If you’re using GPUs, you’ll also need to create a second file to implement the workaround:

Example Workaround File:

"""
    An example of how to speed up execution of your main code file.
"""

import Algorithmia
from ergonomics.algorithm_ergonomics import execute_workaround

client = Algorithmia.client()

def load_pytorch_model():
    filename = 'data://gagejustins/Pytorch/simpleCNN.zip'
    model_loc = client.file(filename).getFile().name
    return model_loc
    
model_loc = load_pytorch_model()
    
def parseInputs(input):
    #Iterate through input and append urls to input_urls list
    output = {'urls': []}
    if isinstance(input, dict):
        if 'test_data' in input and isinstance(input['test_data'], str):
            output['urls'].append(input['test_data'])
        elif 'test_data' in input and isinstance(input['test_data'], list):
            output['urls'] = input['test_data']
        else:
            raise AlgorithmError("AlgoError3000: Invalid input")
    
    return output
    
def apply(input):
    #Define classes
    #Parse input into list of input_urls
    formatted = parseInputs(input)
    formatted['local_model_path'] = model_loc
    #Apply algorithm to inputs and append output to outputs list
    output = execute_workaround(formatted, "src/main.py", "execute")
        
    return output

If you run into any problems or need help, don’t hesitate to reach out to our team!

If you are authoring an algorithm, avoid using the ‘.my’ pseudonym in the source code.

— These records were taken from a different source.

//! URL identity for the crawl engine
//!
//! This module provides URL canonicalization, domain/subdomain decomposition and the
//! [`WebUrl`] work item that flows through the frontier.

mod domain;
mod normalize;
mod web_url;

// Re-export main types and functions
pub use domain::{extract_host, split_host, TldList};
pub use normalize::{canonicalize, canonicalize_url};
pub use web_url::{WebUrl, ALREADY_SEEN_DEPTH, DEFAULT_PRIORITY, UNASSIGNED_DOC_ID};
//! robots.txt parser
//!
//! Lines are tokenized by the robotstxt crate; this module keeps the `User-agent`,
//! `Disallow` and `Allow` records that apply to this crawler. Rules are literal path
//! prefixes, so wildcard and `Crawl-delay` extensions are ignored.

use crate::robots::rules::{PrefixList, RuleSet};
use chrono::{DateTime, Utc};
use robotstxt::{parse_robotstxt, RobotsParseHandler};
use url::Url;

/// Allow and disallow rules that apply to this crawler on one host
#[derive(Debug, Clone)]
pub struct HostDirectives {
    disallows: RuleSet,
    disallow_rules: PrefixList,
    allows: PrefixList,
    fetched_at: DateTime<Utc>,
    last_access: u64,
}

impl HostDirectives {
    /// Directives that allow every path, used whenever robots.txt is unusable
    pub fn allow_all() -> Self {
        Self {
            disallows: RuleSet::new(),
            disallow_rules: PrefixList::new(),
            allows: PrefixList::new(),
            fetched_at: Utc::now(),
            last_access: 0,
        }
    }

    pub fn add_disallow(&mut self, path: &str) {
        self.disallows.add(path);
        self.disallow_rules.add(path);
    }

    pub fn add_allow(&mut self, path: &str) {
        self.allows.add(path);
    }

    /// Decides whether `path` may be fetched
    ///
    /// The longest matching rule wins; an allow rule as long as the matching
    /// disallow rule wins the tie. Paths no disallow rule matches are allowed.
    pub fn allows(&self, path: &str) -> bool {
        let path = if path.is_empty() { "/" } else { path };

        if !self.disallows.contains_prefix_of(path) {
            return true;
        }

        let disallow = self.disallow_rules.longest_prefix_of(path).map_or(0, str::len);
        self.allows
            .longest_prefix_of(path)
            .is_some_and(|allow| allow.len() >= disallow)
    }

    pub fn is_allow_all(&self) -> bool {
        self.disallows.is_empty()
    }

    /// When robots.txt was fetched for this host
    pub fn fetched_at(&self) -> DateTime<Utc> {
        self.fetched_at
    }

    pub(crate) fn last_access(&self) -> u64 {
        self.last_access
    }

    pub(crate) fn touch(&mut self, tick: u64) {
        self.last_access = tick;
    }
}

/// Collects the records of the groups that apply to one agent name
struct DirectivesBuilder {
    agent_name: String,
    directives: HostDirectives,
    in_matching_group: bool,
    reading_agents: bool,
}

impl DirectivesBuilder {
    fn new(user_agent_name: &str) -> Self {
        Self {
            agent_name: user_agent_name.to_lowercase(),
            directives: HostDirectives::allow_all(),
            in_matching_group: false,
            reading_agents: false,
        }
    }

    fn applies_to_me(&self, agent: &str) -> bool {
        let agent = agent.trim().to_lowercase();
        agent == "*" || (!self.agent_name.is_empty() && agent.contains(&self.agent_name))
    }
}

impl RobotsParseHandler for DirectivesBuilder {
    fn handle_robots_start(&mut self) {}

    fn handle_robots_end(&mut self) {}

    fn handle_user_agent(&mut self, _line_num: u32, user_agent: &str) {
        let matches = self.applies_to_me(user_agent);
        if self.reading_agents {
            self.in_matching_group |= matches;
        } else {
            self.in_matching_group = matches;
            self.reading_agents = true;
        }
    }

    fn handle_allow(&mut self, _line_num: u32, value: &str) {
        self.reading_agents = false;
        if self.in_matching_group && !value.trim().is_empty() {
            self.directives.add_allow(&encode_rule_path(value.trim()));
        }
    }

    fn handle_disallow(&mut self, _line_num: u32, value: &str) {
        self.reading_agents = false;
        if self.in_matching_group && !value.trim().is_empty() {
            self.directives.add_disallow(&encode_rule_path(value.trim()));
        }
    }

    fn handle_sitemap(&mut self, _line_num: u32, _value: &str) {}

    fn handle_unknown_action(&mut self, _line_num: u32, _action: &str, _value: &str) {}
}

/// Parses robots.txt content for the given agent name
///
/// A group of consecutive `User-agent` lines applies when one of them is `*` or
/// contains `user_agent_name` (case-insensitive). Rules from every applicable group
/// are merged. An empty `Disallow:` line allows everything and adds no rule.
///
/// # Arguments
///
/// * `content` - The raw robots.txt text
/// * `user_agent_name` - The crawler's robots agent name
///
/// # Returns
///
/// The merged directives for this crawler
pub fn parse(content: &str, user_agent_name: &str) -> HostDirectives {
    let mut builder = DirectivesBuilder::new(user_agent_name);
    parse_robotstxt(content, &mut builder);
    builder.directives
}

/// Brings a rule into the same percent-encoded form that URL paths are compared in
fn encode_rule_path(rule: &str) -> String {
    match Url::parse("http://robots.invalid/") {
        Ok(mut base) => {
            base.set_path(rule);
            base.path().to_string()
        }
        Err(_) => rule.to_string(),
    }
}
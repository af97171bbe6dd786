//! Crawler module: the crawl engine itself
//!
//! This module contains:
//! - The durable frontier and document id registry
//! - The polite, size-bounded fetcher
//! - Content parsing and link extraction
//! - The per-page worker state machine and the visitor hooks it calls
//! - The controller that seeds, runs and finishes a crawl

mod controller;
mod doc_ids;
mod fetcher;
mod frontier;
mod parser;
mod visitor;
mod worker;

pub use controller::{CrawlController, DOC_IDS_DB, QUEUE_DB};
pub use doc_ids::DocumentIdRegistry;
pub use fetcher::{
    build_http_client, FetchError, FetchResult, FetchStatus, PageContent, PoliteFetcher,
};
pub use frontier::{decode_key, encode_key, CrawlFrontier, KEY_LEN, MAX_KEY_DEPTH};
pub use parser::{ExtractedLink, HtmlParseData, ParseData, ParseError, Parser};
pub use visitor::{NoopVisitor, Page, Visitor};
pub use worker::{CrawlContext, CrawlWorker, WorkerStatus};
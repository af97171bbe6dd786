//! Crawl worker
//!
//! A worker loops over the frontier: take one item, run it through the per-page
//! state machine, mark it processed, repeat. It leaves the loop only when the
//! frontier is finished. Failures concerning one page are logged, reported to the
//! visitor where a hook exists, and never end the loop.

use crate::config::Config;
use crate::crawler::doc_ids::DocumentIdRegistry;
use crate::crawler::fetcher::{FetchResult, FetchStatus, PoliteFetcher};
use crate::crawler::frontier::CrawlFrontier;
use crate::crawler::parser::{ExtractedLink, ParseData, Parser};
use crate::crawler::visitor::{Page, Visitor};
use crate::robots::RobotsDirectiveCache;
use crate::state::WorkerState;
use crate::url::{WebUrl, ALREADY_SEEN_DEPTH, UNASSIGNED_DOC_ID};
use std::sync::atomic::{AtomicBool, Ordering};
use std::sync::Arc;
use tokio::sync::Mutex;

/// Collaborators shared by every worker of one crawl
pub struct CrawlContext {
    pub config: Arc<Config>,
    pub frontier: Arc<CrawlFrontier>,
    pub doc_ids: Arc<DocumentIdRegistry>,
    pub fetcher: Arc<PoliteFetcher>,
    pub robots: Arc<RobotsDirectiveCache>,
}

/// Liveness and progress of one worker, as seen by the controller's monitor
#[derive(Debug)]
pub struct WorkerStatus {
    id: usize,
    waiting: AtomicBool,
    alive: AtomicBool,
    state: Mutex<WorkerState>,
}

impl WorkerStatus {
    pub fn new(id: usize) -> Self {
        Self {
            id,
            waiting: AtomicBool::new(false),
            alive: AtomicBool::new(true),
            state: Mutex::new(WorkerState::Idle),
        }
    }

    pub fn id(&self) -> usize {
        self.id
    }

    /// True while the worker is blocked in the frontier waiting for work
    pub fn is_waiting_for_new_urls(&self) -> bool {
        self.waiting.load(Ordering::SeqCst)
    }

    pub fn is_alive(&self) -> bool {
        self.alive.load(Ordering::SeqCst)
    }

    /// A worker is working when it is alive and not waiting for new URLs
    pub fn is_working(&self) -> bool {
        self.is_alive() && !self.is_waiting_for_new_urls()
    }

    pub async fn state(&self) -> WorkerState {
        *self.state.lock().await
    }

    fn set_waiting(&self, waiting: bool) {
        self.waiting.store(waiting, Ordering::SeqCst);
    }

    fn mark_dead(&self) {
        self.alive.store(false, Ordering::SeqCst);
    }
}

/// One concurrent crawl loop with its own visitor
pub struct CrawlWorker {
    id: usize,
    context: Arc<CrawlContext>,
    visitor: Arc<dyn Visitor>,
    parser: Parser,
    status: Arc<WorkerStatus>,
}

impl CrawlWorker {
    pub fn new(id: usize, context: Arc<CrawlContext>, visitor: Arc<dyn Visitor>) -> Self {
        let parser = Parser::new(
            context.config.crawler.include_binary_content,
            context.config.crawler.max_outgoing_links_per_page,
        );
        Self {
            id,
            context,
            visitor,
            parser,
            status: Arc::new(WorkerStatus::new(id)),
        }
    }

    pub fn id(&self) -> usize {
        self.id
    }

    pub fn status(&self) -> Arc<WorkerStatus> {
        self.status.clone()
    }

    /// Runs until the frontier is finished
    pub async fn run(self) {
        tracing::debug!("Worker {} started", self.id);
        self.visitor.on_start();

        loop {
            self.status.set_waiting(true);
            let items = self.context.frontier.take(1).await;
            self.status.set_waiting(false);

            if items.is_empty() {
                if self.context.frontier.is_finished() {
                    break;
                }
                continue;
            }

            for mut item in items {
                self.process_page(&mut item).await;
                self.context.frontier.set_processed(&item).await;
            }
        }

        self.transition(WorkerState::Finished).await;
        self.status.mark_dead();
        tracing::debug!("Worker {} finished", self.id);
    }

    /// Runs one item through the per-page state machine
    pub async fn process_page(&self, item: &mut WebUrl) {
        self.transition(WorkerState::FetchingHeader).await;
        let mut result = self.context.fetcher.fetch_header(item).await;
        self.visitor.handle_page_status_code(
            item,
            result.status.code(),
            &result.status.description(),
        );

        if !result.status.is_ok() {
            self.handle_failed_header(item, &mut result).await;
            self.transition(WorkerState::Idle).await;
            return;
        }

        if !self.reconcile_fetched_url(item, &result).await {
            self.transition(WorkerState::Idle).await;
            return;
        }

        self.transition(WorkerState::FetchingBody).await;
        let content = match self.context.fetcher.fetch_content(&mut result).await {
            Ok(content) => content,
            Err(e) => {
                tracing::warn!("Failed to fetch content of {}: {}", item, e);
                self.visitor.on_content_fetch_error(item);
                self.transition(WorkerState::Idle).await;
                return;
            }
        };

        self.transition(WorkerState::Parsing).await;
        let parse_data = match self.parser.parse(&content, item.url()) {
            Ok(parse_data) => parse_data,
            Err(e) => {
                tracing::warn!("Failed to parse {}: {}", item, e);
                self.visitor.on_parse_error(item);
                self.transition(WorkerState::Idle).await;
                return;
            }
        };

        let outgoing_urls = match &parse_data {
            ParseData::Html(data) => {
                self.transition(WorkerState::SchedulingLinks).await;
                self.schedule_links(item, &data.links).await
            }
            _ => Vec::new(),
        };

        self.transition(WorkerState::Visiting).await;
        let page = Page {
            web_url: item.clone(),
            status_code: result.status.code(),
            headers: std::mem::take(&mut result.headers),
            content,
            parse_data,
            outgoing_urls,
        };
        self.visitor.visit(&page);

        self.transition(WorkerState::Idle).await;
    }

    /// Handles redirects, oversized pages and error statuses; the item is abandoned
    async fn handle_failed_header(&self, item: &WebUrl, result: &mut FetchResult) {
        match result.status {
            status if status.is_redirect() => {
                self.transition(WorkerState::ValidatingRedirect).await;
                if !self.context.config.crawler.follow_redirects {
                    tracing::debug!("Not following redirect from {}", item);
                    return;
                }
                match result.moved_to_url.take() {
                    Some(target) => self.schedule_redirect(item, target).await,
                    None => tracing::debug!("Redirect from {} has no usable location", item),
                }
            }
            FetchStatus::PageTooBig => {
                tracing::info!("Skipping a page bigger than the allowed size: {}", item);
            }
            status => {
                tracing::debug!("Abandoning {}: {}", item, status);
            }
        }
    }

    /// Schedules a redirect target as its own work item
    ///
    /// The target inherits the original item's parent, depth, anchor and priority.
    async fn schedule_redirect(&self, item: &WebUrl, target: String) {
        let doc_ids = &self.context.doc_ids;
        if doc_ids.is_seen(&target).await {
            tracing::debug!("Redirect target {} of {} already seen", target, item);
            return;
        }

        let mut redirected = WebUrl::new(target, &self.context.config.tld_list);
        redirected.parent_doc_id = item.parent_doc_id;
        redirected.parent_url = item.parent_url.clone();
        redirected.depth = item.depth;
        redirected.anchor = item.anchor.clone();
        redirected.priority = item.priority;

        if !self.admits(&redirected).await {
            return;
        }

        match doc_ids.claim(redirected.url()).await {
            Ok(Some(doc_id)) => {
                redirected.doc_id = doc_id;
                if self.context.frontier.schedule(&redirected).await {
                    tracing::debug!("Scheduled redirect {} -> {}", item, redirected);
                }
            }
            Ok(None) => {}
            Err(e) => tracing::error!("Failed to register redirect target {}: {}", redirected, e),
        }
    }

    /// Adopts the URL the server actually served, if it differs from the requested one
    ///
    /// # Returns
    ///
    /// * `true` - Continue with the body
    /// * `false` - The effective URL was already registered on its own; abandon
    async fn reconcile_fetched_url(&self, item: &mut WebUrl, result: &FetchResult) -> bool {
        let Some(fetched) = result.fetched_url.as_deref() else {
            return true;
        };
        if fetched == item.url() {
            return true;
        }

        self.transition(WorkerState::ValidatingRedirect).await;
        let doc_ids = &self.context.doc_ids;
        if doc_ids.is_seen(fetched).await {
            tracing::debug!("{} was served as {}, which is already seen", item, fetched);
            return false;
        }

        match doc_ids.assign_if_absent(fetched).await {
            Ok(doc_id) => {
                item.set_url(fetched, &self.context.config.tld_list);
                item.doc_id = doc_id;
                true
            }
            Err(e) => {
                tracing::error!("Failed to register {}: {}", fetched, e);
                false
            }
        }
    }

    /// Attributes links to their parent and admits the unseen ones into the frontier
    ///
    /// # Returns
    ///
    /// Every link as a work item; links that were already registered carry
    /// `ALREADY_SEEN_DEPTH` and their existing id
    async fn schedule_links(&self, parent: &WebUrl, links: &[ExtractedLink]) -> Vec<WebUrl> {
        let max_depth = self.context.config.crawler.max_depth_of_crawling;
        let within_depth = max_depth == -1 || i32::from(parent.depth) < max_depth;
        let doc_ids = &self.context.doc_ids;

        let mut outgoing = Vec::with_capacity(links.len());
        let mut to_schedule = Vec::new();

        for link in links {
            let mut web_url = WebUrl::new(link.url.clone(), &self.context.config.tld_list);
            web_url.anchor = link.anchor.clone();
            web_url.parent_doc_id = parent.doc_id;
            web_url.parent_url = Some(parent.url().to_string());

            if let Some(existing) = doc_ids.lookup(&link.url).await {
                web_url.depth = ALREADY_SEEN_DEPTH;
                web_url.doc_id = existing;
                outgoing.push(web_url);
                continue;
            }

            web_url.doc_id = UNASSIGNED_DOC_ID;
            web_url.depth = parent.depth.saturating_add(1);

            if within_depth && self.admits(&web_url).await {
                match doc_ids.claim(web_url.url()).await {
                    Ok(Some(doc_id)) => {
                        web_url.doc_id = doc_id;
                        web_url.priority = self.visitor.priority(&web_url);
                        to_schedule.push(web_url.clone());
                    }
                    Ok(None) => {
                        // Another worker registered it between lookup and claim
                        web_url.depth = ALREADY_SEEN_DEPTH;
                        web_url.doc_id = doc_ids.lookup(&link.url).await.unwrap_or(UNASSIGNED_DOC_ID);
                    }
                    Err(e) => tracing::error!("Failed to register {}: {}", web_url, e),
                }
            }

            outgoing.push(web_url);
        }

        if !to_schedule.is_empty() {
            let admitted = self.context.frontier.schedule_batch(&to_schedule).await;
            tracing::debug!(
                "Worker {} scheduled {} of {} links from {}",
                self.id,
                admitted,
                links.len(),
                parent
            );
        }

        outgoing
    }

    /// Scheme, visitor and robots admission checks for a candidate URL
    async fn admits(&self, candidate: &WebUrl) -> bool {
        if candidate.is_https() && !self.context.config.crawler.include_https_pages {
            return false;
        }
        if !self.visitor.should_visit(candidate) {
            return false;
        }
        if !self.context.robots.is_allowed(candidate).await {
            tracing::debug!("robots.txt disallows {}", candidate);
            return false;
        }
        true
    }

    async fn transition(&self, next: WorkerState) {
        let mut state = self.status.state.lock().await;
        if !state.can_transition_to(next) {
            tracing::warn!(
                "Worker {} moved from {} to {} out of order",
                self.id,
                *state,
                next
            );
        }
        *state = next;
    }
}
//! Persistence for events, participants and logistics.
//!
//! One trait per entity. `PgStore` backs all three with Postgres; `MemoryStore`
//! backs all three with in-memory tables and records every save so callers can
//! assert on writes without a database.

pub mod memory;
pub mod pg;
pub mod traits;

pub use memory::MemoryStore;
pub use pg::PgStore;
pub use traits::{EventStore, LogisticsStore, ParticipantStore};
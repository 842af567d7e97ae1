//! In-memory store for tests and local runs. No database required.

use std::collections::{BTreeMap, BTreeSet};
use std::sync::atomic::{AtomicI32, Ordering};
use std::sync::{Mutex, MutexGuard};

use anyhow::Result;
use async_trait::async_trait;
use chrono::NaiveDate;

use eventsproject_common::types::{
    Event, EventId, Logistics, LogisticsId, Participant, ParticipantId, Role,
};

use crate::traits::{EventStore, LogisticsStore, ParticipantStore};

#[derive(Default)]
struct Tables {
    events: BTreeMap<EventId, Event>,
    participants: BTreeMap<ParticipantId, Participant>,
    logistics: BTreeMap<LogisticsId, Logistics>,
    saved_events: Vec<Event>,
    saved_participants: Vec<Participant>,
    saved_logistics: Vec<Logistics>,
}

impl Tables {
    /// Rebuild an event's relations from the owning sides, like a join would.
    fn hydrate(&self, row: &Event) -> Event {
        let mut event = row.clone();
        let Some(id) = row.id else {
            return event;
        };

        let participants: BTreeSet<ParticipantId> = self
            .participants
            .values()
            .filter(|p| p.is_linked_to(id))
            .filter_map(|p| p.id)
            .collect();
        event.participants = (!participants.is_empty()).then_some(participants);

        let logistics: Vec<Logistics> = self
            .logistics
            .values()
            .filter(|item| item.event_id == Some(id))
            .cloned()
            .collect();
        event.logistics = (!logistics.is_empty()).then_some(logistics);

        event
    }
}

/// One in-memory database implementing all three stores.
///
/// Relations behave like the Postgres schema: a participant save owns the
/// participant/event links and a logistics save owns the logistics/event link.
/// Every trait-level save is recorded for assertions; `seed_*` inserts are not.
pub struct MemoryStore {
    next_event_id: AtomicI32,
    next_participant_id: AtomicI32,
    next_logistics_id: AtomicI32,
    tables: Mutex<Tables>,
}

impl MemoryStore {
    pub fn new() -> Self {
        Self {
            next_event_id: AtomicI32::new(1),
            next_participant_id: AtomicI32::new(1),
            next_logistics_id: AtomicI32::new(1),
            tables: Mutex::new(Tables::default()),
        }
    }

    fn tables(&self) -> MutexGuard<'_, Tables> {
        self.tables.lock().unwrap_or_else(|poisoned| poisoned.into_inner())
    }

    fn assign_event_id(&self, id: Option<EventId>) -> EventId {
        assign(&self.next_event_id, id)
    }

    fn assign_participant_id(&self, id: Option<ParticipantId>) -> ParticipantId {
        assign(&self.next_participant_id, id)
    }

    fn assign_logistics_id(&self, id: Option<LogisticsId>) -> LogisticsId {
        assign(&self.next_logistics_id, id)
    }

    // --- Seeding (not recorded as saves) ---

    /// Insert an event without recording a save. Embedded logistics items are
    /// inserted and linked to it; embedded participant ids link the event to
    /// those participants if they were seeded first.
    pub fn seed_event(&self, event: Event) -> Event {
        let id = self.assign_event_id(event.id);
        let mut tables = self.tables();

        for mut item in event.logistics.clone().unwrap_or_default() {
            let item_id = self.assign_logistics_id(item.id);
            item.id = Some(item_id);
            item.event_id = Some(id);
            tables.logistics.insert(item_id, item);
        }
        for participant_id in event.participants.iter().flatten() {
            if let Some(participant) = tables.participants.get_mut(participant_id) {
                participant.join_event(id);
            }
        }

        let row = Event {
            id: Some(id),
            participants: None,
            logistics: None,
            ..event
        };
        tables.events.insert(id, row.clone());
        tables.hydrate(&row)
    }

    pub fn seed_participant(&self, participant: Participant) -> Participant {
        let id = self.assign_participant_id(participant.id);
        let participant = Participant {
            id: Some(id),
            ..participant
        };
        self.tables().participants.insert(id, participant.clone());
        participant
    }

    pub fn seed_logistics(&self, logistics: Logistics) -> Logistics {
        let id = self.assign_logistics_id(logistics.id);
        let logistics = Logistics {
            id: Some(id),
            ..logistics
        };
        self.tables().logistics.insert(id, logistics.clone());
        logistics
    }

    // --- Assertions ---

    /// Every event passed to `EventStore::save`, in call order.
    pub fn saved_events(&self) -> Vec<Event> {
        self.tables().saved_events.clone()
    }

    /// Every participant passed to `ParticipantStore::save`, in call order.
    pub fn saved_participants(&self) -> Vec<Participant> {
        self.tables().saved_participants.clone()
    }

    /// Every item passed to `LogisticsStore::save`, in call order.
    pub fn saved_logistics(&self) -> Vec<Logistics> {
        self.tables().saved_logistics.clone()
    }

    /// Current stored state of a participant, bypassing the trait.
    pub fn participant(&self, id: ParticipantId) -> Option<Participant> {
        self.tables().participants.get(&id).cloned()
    }

    /// Current hydrated state of an event, bypassing the trait.
    pub fn event(&self, id: EventId) -> Option<Event> {
        let tables = self.tables();
        tables.events.get(&id).map(|row| tables.hydrate(row))
    }
}

impl Default for MemoryStore {
    fn default() -> Self {
        Self::new()
    }
}

fn assign(counter: &AtomicI32, id: Option<i32>) -> i32 {
    match id {
        Some(id) => {
            counter.fetch_max(id + 1, Ordering::SeqCst);
            id
        }
        None => counter.fetch_add(1, Ordering::SeqCst),
    }
}

// ---------------------------------------------------------------------------
// EventStore
// ---------------------------------------------------------------------------

#[async_trait]
impl EventStore for MemoryStore {
    async fn find_by_id(&self, id: EventId) -> Result<Option<Event>> {
        Ok(self.event(id))
    }

    async fn find_by_description(&self, description: &str) -> Result<Option<Event>> {
        let tables = self.tables();
        Ok(tables
            .events
            .values()
            .find(|row| row.description == description)
            .map(|row| tables.hydrate(row)))
    }

    async fn find_by_start_date_between(
        &self,
        start: NaiveDate,
        end: NaiveDate,
    ) -> Result<Vec<Event>> {
        let tables = self.tables();
        let mut events: Vec<Event> = tables
            .events
            .values()
            .filter(|row| row.start_date >= start && row.start_date <= end)
            .map(|row| tables.hydrate(row))
            .collect();
        events.sort_by_key(|event| (event.start_date, event.id));
        Ok(events)
    }

    async fn find_by_participant(
        &self,
        last_name: &str,
        first_name: &str,
        role: Role,
    ) -> Result<Vec<Event>> {
        let tables = self.tables();
        let event_ids: BTreeSet<EventId> = tables
            .participants
            .values()
            .filter(|p| p.matches(last_name, first_name, role))
            .flat_map(|p| p.events.iter().flatten().copied())
            .collect();

        Ok(event_ids
            .iter()
            .filter_map(|id| tables.events.get(id))
            .map(|row| tables.hydrate(row))
            .collect())
    }

    async fn save(&self, event: &Event) -> Result<Event> {
        let id = self.assign_event_id(event.id);
        let saved = Event {
            id: Some(id),
            ..event.clone()
        };

        let mut tables = self.tables();
        tables.events.insert(id, saved.clone());
        tables.saved_events.push(saved.clone());
        Ok(saved)
    }
}

// ---------------------------------------------------------------------------
// ParticipantStore
// ---------------------------------------------------------------------------

#[async_trait]
impl ParticipantStore for MemoryStore {
    async fn find_by_id(&self, id: ParticipantId) -> Result<Option<Participant>> {
        Ok(self.participant(id))
    }

    async fn save(&self, participant: &Participant) -> Result<Participant> {
        let id = self.assign_participant_id(participant.id);
        let saved = Participant {
            id: Some(id),
            ..participant.clone()
        };

        let mut tables = self.tables();
        tables.participants.insert(id, saved.clone());
        tables.saved_participants.push(saved.clone());
        Ok(saved)
    }
}

// ---------------------------------------------------------------------------
// LogisticsStore
// ---------------------------------------------------------------------------

#[async_trait]
impl LogisticsStore for MemoryStore {
    async fn find_by_id(&self, id: LogisticsId) -> Result<Option<Logistics>> {
        Ok(self.tables().logistics.get(&id).cloned())
    }

    async fn save(&self, logistics: &Logistics) -> Result<Logistics> {
        let id = self.assign_logistics_id(logistics.id);
        let saved = Logistics {
            id: Some(id),
            ..logistics.clone()
        };

        let mut tables = self.tables();
        tables.logistics.insert(id, saved.clone());
        tables.saved_logistics.push(saved.clone());
        Ok(saved)
    }
}
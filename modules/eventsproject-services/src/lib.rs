//! Event affinity and cost engine.
//!
//! Links participants and logistics to events, lists reserved logistics in a
//! date range, and recomputes event costs from reserved logistics. All
//! persistence goes through the store traits in `eventsproject-store`.

pub mod services;

pub use services::{EventServices, LogisticsInRange, RecomputeRuns};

When the algorithm is executed, ‘.my’ will be interpreted as the user name of the user who called the algorithm, rather than the author’s user name.

Publish your Algorithm

Last is publishing your algorithm. The best part of hosting your model on Algorithmia is that users can access it via an API that takes only a few lines of code to use! Here is what you can set when publishing your algorithm:

On the upper right hand side of the algorithm page you’ll see a purple button “Publish” which will bring up a modal:

Publish an algorithm

In this modal, you’ll see a Changes tab, a Sample I/O tab, and one called Versioning.

Changes shows you your commit history and release notes.

Sample I/O is where you’ll create your sample input and output for the user to try under Try the API in the Run tab. When you add a sample input, make sure to test it out with all the inputs that you accept since users will be able to test your algorithm with their own inputs.

Under the Versioning tab, you can select whether your algorithm will be for public use or private use as well as set the royalty. The algorithm can either be royalty-free or charge per-call. If you opt to have the algorithm charge a royalty, as the author, you will earn 70% of the royalty cost.

Check out Algorithm Pricing for more information on how much algorithms will cost to run.

Under Semantic Versioning you can choose which kind of release your change should fall under: Major, Minor, or Revision.

If you are satisfied with your algorithm and settings, go ahead and hit publish. Congratulations, you’re an algorithm developer!

Working Demo

If you would like to check this demo out on the platform you can find it here: Pytorch CNN Demo.

That’s it for hosting your Pytorch model on Algorithmia!